//! # Roxyfs Model Library
//!
//! Value types returned by the roxyfs file manager.
//!
//! ## Overview
//!
//! Everything a caller receives from the file manager, other than byte
//! streams, is one of the types in this crate:
//!
//! - **Directory nodes**: one entry per directory of the virtual tree, with shallow child counts
//! - **File entries**: listing rows with size, modification time and image dimensions
//! - **Operation results**: the uniform success/failure value of every mutation
//!
//! All types serialize to snake_case JSON so a web layer can hand them to a
//! file-picker UI unchanged.
//!
//! ## Example Usage
//!
//! ```rust
//! use model::{FailureKind, OperationResult};
//!
//! let result = OperationResult::failure(FailureKind::Io, "Unable to create directory");
//! assert!(!result.success);
//! assert_eq!(result.message, "Unable to create directory");
//! ```
//!
//! ## Modules
//!
//! - [`entries`]: Directory nodes and file entries
//! - [`result`]: Operation results and failure kinds

pub mod entries;
pub mod result;

pub use entries::{DirectoryNode, FileEntry};
pub use result::{FailureKind, OperationResult};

==============================

Assignment - Each record above needs to be given again exactly as written.

Response area -
//! # Roxyfs Model Library
//!
//! Value types returned by the roxyfs file manager.
//!
//! ## Overview
//!
//! Everything a caller receives from the file manager, other than byte
//! streams, is one of the types in this crate:
//!
//! - **Directory nodes**: one entry per directory of the virtual tree, with shallow child counts
//! - **File entries**: listing rows with size, modification time and image dimensions
//! - **Operation results**: the uniform success/failure value of every mutation
//!
//! All types serialize to snake_case JSON so a web layer can hand them to a
//! file-picker UI unchanged.
//!
//! ## Example Usage
//!
//! ```rust
//! use model::{FailureKind, OperationResult};
//!
//! let result = OperationResult::failure(FailureKind::Io, "Unable to create directory");
//! assert!(!result.success);
//! assert_eq!(result.message, "Unable to create directory");
//! ```
//!
//! ## Modules
//!
//! - [`entries`]: Directory nodes and file entries
//! - [`result`]: Operation results and failure kinds

pub mod entries;
pub mod result;

pub use entries::{DirectoryNode, FileEntry};
pub use result::{FailureKind, OperationResult};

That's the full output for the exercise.